Task goal: Line by line, restate the listing below without any change.

────────────────

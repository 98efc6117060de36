//! Protocol error types

use thiserror::Error;

/// Result alias for wire-format operations
pub type Result<T> = std::result::Result<T, ProtocolError>;

/// Errors from encoding or parsing wire data
#[derive(Error, Debug, Clone, PartialEq, Eq)]
pub enum ProtocolError {
    /// Beacon frame too short to contain an RPI
    #[error("frame too short: expected at least {expected} bytes, got {actual}")]
    FrameTooShort {
        /// Minimum length
        expected: usize,
        /// Received length
        actual: usize,
    },

    /// Control message declares or encodes more than the size cap
    #[error("message too large: {size} bytes (max {max})")]
    MessageTooLarge {
        /// Declared or encoded size
        size: usize,
        /// Maximum allowed size
        max: usize,
    },

    /// Buffer ends before the declared message length
    #[error("message truncated: expected {expected} bytes, got {actual}")]
    MessageTruncated {
        /// Declared body length
        expected: usize,
        /// Bytes available
        actual: usize,
    },

    /// CBOR serialization failed
    #[error("CBOR encode failed: {0}")]
    CborEncode(String),

    /// CBOR deserialization failed
    #[error("CBOR decode failed: {0}")]
    CborDecode(String),
}
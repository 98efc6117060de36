//! EN interval arithmetic.
//!
//! Time is counted in 10-minute windows since the Unix epoch. A TEK is valid
//! for one rolling period of 144 windows, always starting on a multiple of 144.

use crate::error::ValidationError;

/// Length of one EN interval in seconds.
pub const INTERVAL_SECS: u64 = 600;

/// Number of intervals a TEK stays valid for (24 hours).
pub const TEK_ROLLING_PERIOD: u32 = 144;

/// Days of history kept for keys and exposures.
pub const RETENTION_DAYS: u32 = 14;

/// Retention window expressed in intervals.
pub const RETENTION_INTERVALS: u32 = RETENTION_DAYS * TEK_ROLLING_PERIOD;

/// Retention window expressed in seconds.
pub const RETENTION_SECS: u64 = RETENTION_INTERVALS as u64 * INTERVAL_SECS;

/// EN Interval Number: `floor(unix_time / 600)`.
#[derive(Debug, Clone, Copy, PartialEq, Eq, PartialOrd, Ord, Hash)]
pub struct EnIntervalNumber(u32);

impl EnIntervalNumber {
    /// Wrap a raw interval number.
    pub const fn new(value: u32) -> Self {
        Self(value)
    }

    /// Interval number from a wide integer, rejecting values above `u32::MAX`.
    pub fn try_from_u64(value: u64) -> Result<Self, ValidationError> {
        u32::try_from(value).map(Self).map_err(|_| ValidationError::IntervalOutOfRange(value))
    }

    /// Interval containing the given Unix timestamp.
    pub fn from_unix_secs(secs: u64) -> Result<Self, ValidationError> {
        Self::try_from_u64(secs / INTERVAL_SECS)
    }

    /// Raw interval number.
    pub const fn value(self) -> u32 {
        self.0
    }

    /// First interval of the rolling period containing this interval.
    pub const fn tek_period(self) -> Self {
        Self((self.0 / TEK_ROLLING_PERIOD) * TEK_ROLLING_PERIOD)
    }

    /// Unix timestamp at which this interval starts.
    pub const fn start_unix_secs(self) -> u64 {
        self.0 as u64 * INTERVAL_SECS
    }

    /// Interval `n` windows later, or `None` on overflow.
    pub fn checked_add(self, n: u32) -> Option<Self> {
        self.0.checked_add(n).map(Self)
    }

    /// Interval `n` windows earlier, clamped at zero.
    pub const fn saturating_sub(self, n: u32) -> Self {
        Self(self.0.saturating_sub(n))
    }
}

impl std::fmt::Display for EnIntervalNumber {
    fn fmt(&self, f: &mut std::fmt::Formatter<'_>) -> std::fmt::Result {
        write!(f, "{}", self.0)
    }
}

impl From<EnIntervalNumber> for u32 {
    fn from(enin: EnIntervalNumber) -> Self {
        enin.0
    }
}
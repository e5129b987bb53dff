use std::net::TcpListener;

use actix_web::{dev::Server, middleware::Logger, web, App, HttpServer};

use crate::{
    routes::{default_route, scrape_route},
    services::Pipeline,
};

pub fn run(listener: TcpListener, pipeline: Pipeline) -> Result<Server, std::io::Error> {
    let pipeline = web::Data::new(pipeline);

    let server = HttpServer::new(move || {
        App::new()
            .wrap(Logger::default())
            .service(default_route::default)
            .service(scrape_route::scrape)
            .app_data(pipeline.clone())
    })
    .listen(listener)?
    .run();

    Ok(server)
}
use std::net::TcpListener;

use env_logger::Env;
use scheme_scout::{configuration::get_configuration, services::Pipeline, startup::run};

#[tokio::main]
async fn main() -> std::io::Result<()> {
    env_logger::Builder::from_env(Env::default().default_filter_or("info")).init();

    let configuration = get_configuration().expect("Failed to read configuration.");

    let address = format!(
        "{}:{}",
        configuration.application.host, configuration.application.port
    );
    let listener = TcpListener::bind(&address)?;
    log::info!(
        "Listening on {}, webdriver at {}",
        address,
        configuration.browser.webdriver_url
    );

    let pipeline = Pipeline::from_settings(&configuration);

    run(listener, pipeline)?.await
}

────────────────

Expected answer:
repository 98efc6117060de36
//! Protocol error types

use thiserror::Error;

/// Result alias for wire-format operations
pub type Result<T> = std::result::Result<T, ProtocolError>;

/// Errors from encoding or parsing wire data
#[derive(Error, Debug, Clone, PartialEq, Eq)]
pub enum ProtocolError {
    /// Beacon frame too short to contain an RPI
    #[error("frame too short: expected at least {expected} bytes, got {actual}")]
    FrameTooShort {
        /// Minimum length
        expected: usize,
        /// Received length
        actual: usize,
    },

    /// Control message declares or encodes more than the size cap
    #[error("message too large: {size} bytes (max {max})")]
    MessageTooLarge {
        /// Declared or encoded size
        size: usize,
        /// Maximum allowed size
        max: usize,
    },

    /// Buffer ends before the declared message length
    #[error("message truncated: expected {expected} bytes, got {actual}")]
    MessageTruncated {
        /// Declared body length
        expected: usize,
        /// Bytes available
        actual: usize,
    },

    /// CBOR serialization failed
    #[error("CBOR encode failed: {0}")]
    CborEncode(String),

    /// CBOR deserialization failed
    #[error("CBOR decode failed: {0}")]
    CborDecode(String),
}
repository 98efc6117060de36
//! EN interval arithmetic.
//!
//! Time is counted in 10-minute windows since the Unix epoch. A TEK is valid
//! for one rolling period of 144 windows, always starting on a multiple of 144.

use crate::error::ValidationError;

/// Length of one EN interval in seconds.
pub const INTERVAL_SECS: u64 = 600;

/// Number of intervals a TEK stays valid for (24 hours).
pub const TEK_ROLLING_PERIOD: u32 = 144;

/// Days of history kept for keys and exposures.
pub const RETENTION_DAYS: u32 = 14;

/// Retention window expressed in intervals.
pub const RETENTION_INTERVALS: u32 = RETENTION_DAYS * TEK_ROLLING_PERIOD;

/// Retention window expressed in seconds.
pub const RETENTION_SECS: u64 = RETENTION_INTERVALS as u64 * INTERVAL_SECS;

/// EN Interval Number: `floor(unix_time / 600)`.
#[derive(Debug, Clone, Copy, PartialEq, Eq, PartialOrd, Ord, Hash)]
pub struct EnIntervalNumber(u32);

impl EnIntervalNumber {
    /// Wrap a raw interval number.
    pub const fn new(value: u32) -> Self {
        Self(value)
    }

    /// Interval number from a wide integer, rejecting values above `u32::MAX`.
    pub fn try_from_u64(value: u64) -> Result<Self, ValidationError> {
        u32::try_from(value).map(Self).map_err(|_| ValidationError::IntervalOutOfRange(value))
    }

    /// Interval containing the given Unix timestamp.
    pub fn from_unix_secs(secs: u64) -> Result<Self, ValidationError> {
        Self::try_from_u64(secs / INTERVAL_SECS)
    }

    /// Raw interval number.
    pub const fn value(self) -> u32 {
        self.0
    }

    /// First interval of the rolling period containing this interval.
    pub const fn tek_period(self) -> Self {
        Self((self.0 / TEK_ROLLING_PERIOD) * TEK_ROLLING_PERIOD)
    }

    /// Unix timestamp at which this interval starts.
    pub const fn start_unix_secs(self) -> u64 {
        self.0 as u64 * INTERVAL_SECS
    }

    /// Interval `n` windows later, or `None` on overflow.
    pub fn checked_add(self, n: u32) -> Option<Self> {
        self.0.checked_add(n).map(Self)
    }

    /// Interval `n` windows earlier, clamped at zero.
    pub const fn saturating_sub(self, n: u32) -> Self {
        Self(self.0.saturating_sub(n))
    }
}

impl std::fmt::Display for EnIntervalNumber {
    fn fmt(&self, f: &mut std::fmt::Formatter<'_>) -> std::fmt::Result {
        write!(f, "{}", self.0)
    }
}

impl From<EnIntervalNumber> for u32 {
    fn from(enin: EnIntervalNumber) -> Self {
        enin.0
    }
}
repository e5129b987bb53dff
use std::net::TcpListener;

use actix_web::{dev::Server, middleware::Logger, web, App, HttpServer};

use crate::{
    routes::{default_route, scrape_route},
    services::Pipeline,
};

pub fn run(listener: TcpListener, pipeline: Pipeline) -> Result<Server, std::io::Error> {
    let pipeline = web::Data::new(pipeline);

    let server = HttpServer::new(move || {
        App::new()
            .wrap(Logger::default())
            .service(default_route::default)
            .service(scrape_route::scrape)
            .app_data(pipeline.clone())
    })
    .listen(listener)?
    .run();

    Ok(server)
}
use std::net::TcpListener;

use env_logger::Env;
use scheme_scout::{configuration::get_configuration, services::Pipeline, startup::run};

#[tokio::main]
async fn main() -> std::io::Result<()> {
    env_logger::Builder::from_env(Env::default().default_filter_or("info")).init();

    let configuration = get_configuration().expect("Failed to read configuration.");

    let address = format!(
        "{}:{}",
        configuration.application.host, configuration.application.port
    );
    let listener = TcpListener::bind(&address)?;
    log::info!(
        "Listening on {}, webdriver at {}",
        address,
        configuration.browser.webdriver_url
    );

    let pipeline = Pipeline::from_settings(&configuration);

    run(listener, pipeline)?.await
}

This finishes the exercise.